**Your assignment**: In the material below, find the line containing "use crate::cache::ResultCache;" and the line containing "pub struct SuggestionEngine<C>", then reproduce exactly both of them and every line between, and nothing else.

**Dataset entries**:
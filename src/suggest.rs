//! Suggestion pipeline: cache lookup, remote classification, heuristic
//! fallback, cache write.

use tracing::{debug, warn};

use crate::api::{ClassifierClient, ClassifyError};
use crate::cache::ResultCache;
use crate::domain::{compute_digest, ChangeSummary, CommitSuggestion};
use crate::heuristic;

/// Something that can classify a diff remotely
#[allow(async_fn_in_trait)]
pub trait Classifier {
    async fn classify(&self, diff_text: &str) -> Result<CommitSuggestion, ClassifyError>;
}

impl Classifier for ClassifierClient {
    async fn classify(&self, diff_text: &str) -> Result<CommitSuggestion, ClassifyError> {
        ClassifierClient::classify(self, diff_text).await
    }
}

/// Every fallback is reported except one the user asked for.
fn warrants_warning(err: &ClassifyError) -> bool {
    !matches!(err, ClassifyError::Offline)
}

/// Produces one suggestion per diff, reusing cached results.
pub struct SuggestionEngine<C> {
    classifier: C,
    cache: ResultCache,
    origin_folder: String,
}

impl<C: Classifier> SuggestionEngine<C> {
    /// `origin_folder` is recorded with every cache write for display.
    pub fn new(classifier: C, cache: ResultCache, origin_folder: impl Into<String>) -> Self {
        Self {
            classifier,
            cache,
            origin_folder: origin_folder.into(),
        }
    }

    /// Suggest an intent and message for a diff.
    ///
    /// Always yields a suggestion: when the remote classifier fails for any
    /// reason the heuristic classifier answers instead. Either result is
    /// cached under the digest of the diff.
    pub async fn generate_suggestion(
        &mut self,
        diff_text: &str,
        summary: Option<&ChangeSummary>,
    ) -> CommitSuggestion {
        let digest = compute_digest(diff_text);
        if let Some(entry) = self.cache.lookup(&digest) {
            debug!("Cache hit for {}", digest);
            return entry.suggestion();
        }

        let suggestion = match self.classifier.classify(diff_text).await {
            Ok(suggestion) => suggestion,
            Err(e) if !warrants_warning(&e) => {
                debug!("Remote classification disabled; using local heuristics");
                heuristic::classify(diff_text, summary)
            }
            Err(e) => {
                warn!("Remote classification unavailable ({}); using local heuristics", e);
                heuristic::classify(diff_text, summary)
            }
        };

        self.cache.store(
            &digest,
            &suggestion.intent,
            &suggestion.message,
            &self.origin_folder,
        );
        suggestion
    }

    #[allow(dead_code)]
    pub fn cache(&self) -> &ResultCache {
        &self.cache
    }
}

#[cfg(test)]
mod tests {
    use super::*;
    use crate::api::{ClassifierConfig, RetryPolicy};
    use crate::domain::MAX_MESSAGE_CHARS;
    use std::cell::{Cell, RefCell};
    use std::collections::VecDeque;
    use std::time::Duration;
    use tempfile::TempDir;
    use wiremock::matchers::method;
    use wiremock::{Mock, MockServer, ResponseTemplate};

    const FEATURE_DIFF: &str = "\
diff --git a/src/lib.rs b/src/lib.rs
--- a/src/lib.rs
+++ b/src/lib.rs
@@ -1 +1,3 @@
+pub fn total(items: &[u32]) -> u32 {
+    items.iter().sum()
+}
";

    /// Replays canned results and counts calls
    #[derive(Default)]
    struct ScriptedClassifier {
        responses: RefCell<VecDeque<Result<CommitSuggestion, ClassifyError>>>,
        calls: Cell<usize>,
    }

    impl ScriptedClassifier {
        fn with(responses: Vec<Result<CommitSuggestion, ClassifyError>>) -> Self {
            Self {
                responses: RefCell::new(responses.into()),
                calls: Cell::new(0),
            }
        }
    }

    impl Classifier for &ScriptedClassifier {
        async fn classify(&self, _diff_text: &str) -> Result<CommitSuggestion, ClassifyError> {
            self.calls.set(self.calls.get() + 1);
            self.responses
                .borrow_mut()
                .pop_front()
                .unwrap_or(Err(ClassifyError::Server { status: 503 }))
        }
    }

    #[tokio::test]
    async fn test_remote_result_is_cached() {
        let temp_dir = TempDir::new().unwrap();
        let classifier = ScriptedClassifier::with(vec![Ok(CommitSuggestion::new(
            "feat",
            "add total helper",
        ))]);
        let mut engine =
            SuggestionEngine::new(&classifier, ResultCache::open(temp_dir.path()), "repo");

        let first = engine.generate_suggestion(FEATURE_DIFF, None).await;
        let second = engine.generate_suggestion(FEATURE_DIFF, None).await;

        assert_eq!(first, CommitSuggestion::new("feat", "add total helper"));
        assert_eq!(first, second);
        assert_eq!(classifier.calls.get(), 1);

        let entry = engine.cache().snapshot_ordered_by_recency().remove(0);
        assert_eq!(entry.origin_folder, "repo");
        assert_eq!(entry.digest, compute_digest(FEATURE_DIFF).as_str());
    }

    #[tokio::test]
    async fn test_cache_hit_skips_classifier() {
        let temp_dir = TempDir::new().unwrap();
        let mut cache = ResultCache::open(temp_dir.path());
        cache.store(&compute_digest(FEATURE_DIFF), "chore", "cached", "elsewhere");

        let classifier = ScriptedClassifier::default();
        let mut engine = SuggestionEngine::new(&classifier, cache, "repo");

        // Surrounding whitespace does not change the digest
        let padded = format!("\n\n{}\n   ", FEATURE_DIFF);
        let suggestion = engine.generate_suggestion(&padded, None).await;

        assert_eq!(suggestion.to_string(), "chore: cached");
        assert_eq!(classifier.calls.get(), 0);
    }

    #[tokio::test]
    async fn test_remote_failure_falls_back_and_caches() {
        let temp_dir = TempDir::new().unwrap();
        let classifier = ScriptedClassifier::with(vec![Err(ClassifyError::Malformed(
            "missing Intent line".to_string(),
        ))]);
        let mut engine =
            SuggestionEngine::new(&classifier, ResultCache::open(temp_dir.path()), "repo");

        let first = engine.generate_suggestion(FEATURE_DIFF, None).await;
        assert_eq!(first, heuristic::classify(FEATURE_DIFF, None));
        assert_eq!(first.intent, "feat");

        let second = engine.generate_suggestion(FEATURE_DIFF, None).await;
        assert_eq!(first, second);
        assert_eq!(classifier.calls.get(), 1);
    }

    #[tokio::test]
    async fn test_cached_results_survive_restart() {
        let temp_dir = TempDir::new().unwrap();
        let classifier = ScriptedClassifier::with(vec![Ok(CommitSuggestion::new(
            "feat",
            "add total helper",
        ))]);
        {
            let mut engine =
                SuggestionEngine::new(&classifier, ResultCache::open(temp_dir.path()), "repo");
            engine.generate_suggestion(FEATURE_DIFF, None).await;
        }

        let idle = ScriptedClassifier::default();
        let mut engine = SuggestionEngine::new(&idle, ResultCache::open(temp_dir.path()), "repo");
        let suggestion = engine.generate_suggestion(FEATURE_DIFF, None).await;

        assert_eq!(suggestion.message, "add total helper");
        assert_eq!(idle.calls.get(), 0);
    }

    #[test]
    fn test_only_offline_fallback_is_quiet() {
        assert!(!warrants_warning(&ClassifyError::Offline));
        assert!(warrants_warning(&ClassifyError::NotConfigured));
        assert!(warrants_warning(&ClassifyError::RateLimited));
        assert!(warrants_warning(&ClassifyError::Exhausted {
            attempts: 3,
            last: Box::new(ClassifyError::Server { status: 502 }),
        }));
    }

    #[tokio::test]
    async fn test_missing_endpoint_uses_heuristics() {
        let temp_dir = TempDir::new().unwrap();
        let mut engine = SuggestionEngine::new(
            ClassifierClient::new(ClassifierConfig::default()).unwrap(),
            ResultCache::open(temp_dir.path()),
            "repo",
        );

        let suggestion = engine.generate_suggestion(FEATURE_DIFF, None).await;
        assert_eq!(suggestion, heuristic::classify(FEATURE_DIFF, None));
        assert_eq!(engine.cache().len(), 1);
    }

    #[tokio::test]
    async fn test_offline_client_uses_heuristics() {
        let temp_dir = TempDir::new().unwrap();
        let mut engine = SuggestionEngine::new(
            ClassifierClient::offline().unwrap(),
            ResultCache::open(temp_dir.path()),
            "repo",
        );
        let summary = ChangeSummary {
            total_files: Some(1),
            renamed_files: None,
        };

        let suggestion = engine.generate_suggestion(FEATURE_DIFF, Some(&summary)).await;
        assert_eq!(suggestion.intent, "feat");
        assert_eq!(suggestion.message, "add new functionality in 1 file");
    }

    #[tokio::test]
    async fn test_server_errors_fall_back_to_heuristics() {
        let server = MockServer::start().await;
        Mock::given(method("POST"))
            .respond_with(ResponseTemplate::new(500))
            .expect(3)
            .mount(&server)
            .await;

        let client = ClassifierClient::new(ClassifierConfig {
            endpoint: Some(format!("{}/classify", server.uri())),
            retry: RetryPolicy {
                max_attempts: 3,
                base_delay: Duration::from_millis(1),
            },
            ..ClassifierConfig::default()
        })
        .unwrap();

        let temp_dir = TempDir::new().unwrap();
        let mut engine = SuggestionEngine::new(client, ResultCache::open(temp_dir.path()), "repo");

        let suggestion = engine.generate_suggestion(FEATURE_DIFF, None).await;
        assert_eq!(suggestion, heuristic::classify(FEATURE_DIFF, None));
        assert!(suggestion.message.chars().count() <= MAX_MESSAGE_CHARS);

        // Served from cache without touching the server again
        let again = engine.generate_suggestion(FEATURE_DIFF, None).await;
        assert_eq!(suggestion, again);
    }
}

**Answer for this exercise**:
use crate::cache::ResultCache;
use crate::domain::{compute_digest, ChangeSummary, CommitSuggestion};
use crate::heuristic;

/// Something that can classify a diff remotely
#[allow(async_fn_in_trait)]
pub trait Classifier {
    async fn classify(&self, diff_text: &str) -> Result<CommitSuggestion, ClassifyError>;
}

impl Classifier for ClassifierClient {
    async fn classify(&self, diff_text: &str) -> Result<CommitSuggestion, ClassifyError> {
        ClassifierClient::classify(self, diff_text).await
    }
}

/// Every fallback is reported except one the user asked for.
fn warrants_warning(err: &ClassifyError) -> bool {
    !matches!(err, ClassifyError::Offline)
}

/// Produces one suggestion per diff, reusing cached results.
pub struct SuggestionEngine<C> {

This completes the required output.